Data records:
.....
// ABOUTME: Authentication and profile route handlers
// ABOUTME: Registration, login, public and full profiles, profile updates, and onboarding
//
// Licensed under either of Apache License, Version 2.0 or MIT License at your option.
// Copyright ©2025 Async-IO.org

//! Authentication routes
//!
//! Register and login are public and return a bearer token. Every other
//! route needs that token; profile writes are limited to the owner.

use std::sync::Arc;

use axum::extract::{Path, State};
use axum::http::StatusCode;
use axum::response::{IntoResponse, Response};
use axum::routing::{get, patch, post};
use axum::{Json, Router};
use repforge_core::errors::AppError;
use repforge_core::models::{LoginRequest, MessageResponse, ProfileUpdateRequest, RegisterRequest};
use tracing::info;

use crate::database::today;
use crate::middleware::AuthUser;
use crate::resources::ServerResources;
use crate::services::accounts;

/// Authentication routes implementation
pub struct AuthRoutes;

impl AuthRoutes {
    /// Create all authentication routes
    pub fn routes(resources: Arc<ServerResources>) -> Router {
        Router::new()
            .route("/api/auth/register/", post(Self::handle_register))
            .route("/api/auth/login/", post(Self::handle_login))
            .route("/api/auth/profile/:user_id/", get(Self::handle_profile))
            .route(
                "/api/auth/full-profile/:user_id/",
                get(Self::handle_full_profile),
            )
            .route(
                "/api/auth/update-profile/:user_id/",
                patch(Self::handle_update_profile),
            )
            .route(
                "/api/auth/complete-onboarding/:user_id/",
                post(Self::handle_complete_onboarding),
            )
            .with_state(resources)
    }

    /// Handle POST /api/auth/register/
    async fn handle_register(
        State(resources): State<Arc<ServerResources>>,
        Json(request): Json<RegisterRequest>,
    ) -> Result<Response, AppError> {
        let response = accounts::register(&resources, &request).await?;
        Ok((StatusCode::CREATED, Json(response)).into_response())
    }

    /// Handle POST /api/auth/login/
    async fn handle_login(
        State(resources): State<Arc<ServerResources>>,
        Json(request): Json<LoginRequest>,
    ) -> Result<Response, AppError> {
        let response = accounts::login(&resources, &request).await?;
        Ok((StatusCode::ACCEPTED, Json(response)).into_response())
    }

    /// Handle GET /api/auth/profile/{id}/ - any signed-in user may view
    async fn handle_profile(
        State(resources): State<Arc<ServerResources>>,
        _auth: AuthUser,
        Path(user_id): Path<i64>,
    ) -> Result<Response, AppError> {
        let user = resources.database.users().require_user(user_id).await?;
        Ok((StatusCode::OK, Json(user)).into_response())
    }

    /// Handle GET /api/auth/full-profile/{id}/
    async fn handle_full_profile(
        State(resources): State<Arc<ServerResources>>,
        auth: AuthUser,
        Path(user_id): Path<i64>,
    ) -> Result<Response, AppError> {
        let user_id = auth.ensure_matches(Some(user_id))?;
        let profile = accounts::full_profile(&resources, user_id, today()).await?;
        Ok((StatusCode::OK, Json(profile)).into_response())
    }

    /// Handle PATCH /api/auth/update-profile/{id}/
    async fn handle_update_profile(
        State(resources): State<Arc<ServerResources>>,
        auth: AuthUser,
        Path(user_id): Path<i64>,
        Json(update): Json<ProfileUpdateRequest>,
    ) -> Result<Response, AppError> {
        let user_id = auth.ensure_matches(Some(user_id))?;
        let user = accounts::update_profile(&resources, user_id, &update).await?;
        Ok((StatusCode::OK, Json(user)).into_response())
    }

    /// Handle POST /api/auth/complete-onboarding/{id}/
    async fn handle_complete_onboarding(
        State(resources): State<Arc<ServerResources>>,
        auth: AuthUser,
        Path(user_id): Path<i64>,
    ) -> Result<Response, AppError> {
        let user_id = auth.ensure_matches(Some(user_id))?;
        resources.database.users().complete_onboarding(user_id).await?;
        info!(user_id, "Onboarding completed");
        Ok((
            StatusCode::OK,
            Json(MessageResponse::new("Onboarding completed")),
        )
            .into_response())
    }
}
.....
Copy every line that appears above, with each word kept as it is.

◆ ANSWER TO THE PROBLEM:
// ABOUTME: Authentication and profile route handlers
// ABOUTME: Registration, login, public and full profiles, profile updates, and onboarding
//
// Licensed under either of Apache License, Version 2.0 or MIT License at your option.
// Copyright ©2025 Async-IO.org

//! Authentication routes
//!
//! Register and login are public and return a bearer token. Every other
//! route needs that token; profile writes are limited to the owner.

use std::sync::Arc;

use axum::extract::{Path, State};
use axum::http::StatusCode;
use axum::response::{IntoResponse, Response};
use axum::routing::{get, patch, post};
use axum::{Json, Router};
use repforge_core::errors::AppError;
use repforge_core::models::{LoginRequest, MessageResponse, ProfileUpdateRequest, RegisterRequest};
use tracing::info;

use crate::database::today;
use crate::middleware::AuthUser;
use crate::resources::ServerResources;
use crate::services::accounts;

/// Authentication routes implementation
pub struct AuthRoutes;

impl AuthRoutes {
    /// Create all authentication routes
    pub fn routes(resources: Arc<ServerResources>) -> Router {
        Router::new()
            .route("/api/auth/register/", post(Self::handle_register))
            .route("/api/auth/login/", post(Self::handle_login))
            .route("/api/auth/profile/:user_id/", get(Self::handle_profile))
            .route(
                "/api/auth/full-profile/:user_id/",
                get(Self::handle_full_profile),
            )
            .route(
                "/api/auth/update-profile/:user_id/",
                patch(Self::handle_update_profile),
            )
            .route(
                "/api/auth/complete-onboarding/:user_id/",
                post(Self::handle_complete_onboarding),
            )
            .with_state(resources)
    }

    /// Handle POST /api/auth/register/
    async fn handle_register(
        State(resources): State<Arc<ServerResources>>,
        Json(request): Json<RegisterRequest>,
    ) -> Result<Response, AppError> {
        let response = accounts::register(&resources, &request).await?;
        Ok((StatusCode::CREATED, Json(response)).into_response())
    }

    /// Handle POST /api/auth/login/
    async fn handle_login(
        State(resources): State<Arc<ServerResources>>,
        Json(request): Json<LoginRequest>,
    ) -> Result<Response, AppError> {
        let response = accounts::login(&resources, &request).await?;
        Ok((StatusCode::ACCEPTED, Json(response)).into_response())
    }

    /// Handle GET /api/auth/profile/{id}/ - any signed-in user may view
    async fn handle_profile(
        State(resources): State<Arc<ServerResources>>,
        _auth: AuthUser,
        Path(user_id): Path<i64>,
    ) -> Result<Response, AppError> {
        let user = resources.database.users().require_user(user_id).await?;
        Ok((StatusCode::OK, Json(user)).into_response())
    }

    /// Handle GET /api/auth/full-profile/{id}/
    async fn handle_full_profile(
        State(resources): State<Arc<ServerResources>>,
        auth: AuthUser,
        Path(user_id): Path<i64>,
    ) -> Result<Response, AppError> {
        let user_id = auth.ensure_matches(Some(user_id))?;
        let profile = accounts::full_profile(&resources, user_id, today()).await?;
        Ok((StatusCode::OK, Json(profile)).into_response())
    }

    /// Handle PATCH /api/auth/update-profile/{id}/
    async fn handle_update_profile(
        State(resources): State<Arc<ServerResources>>,
        auth: AuthUser,
        Path(user_id): Path<i64>,
        Json(update): Json<ProfileUpdateRequest>,
    ) -> Result<Response, AppError> {
        let user_id = auth.ensure_matches(Some(user_id))?;
        let user = accounts::update_profile(&resources, user_id, &update).await?;
        Ok((StatusCode::OK, Json(user)).into_response())
    }

    /// Handle POST /api/auth/complete-onboarding/{id}/
    async fn handle_complete_onboarding(
        State(resources): State<Arc<ServerResources>>,
        auth: AuthUser,
        Path(user_id): Path<i64>,
    ) -> Result<Response, AppError> {
        let user_id = auth.ensure_matches(Some(user_id))?;
        resources.database.users().complete_onboarding(user_id).await?;
        info!(user_id, "Onboarding completed");
        Ok((
            StatusCode::OK,
            Json(MessageResponse::new("Onboarding completed")),
        )
            .into_response())
    }
}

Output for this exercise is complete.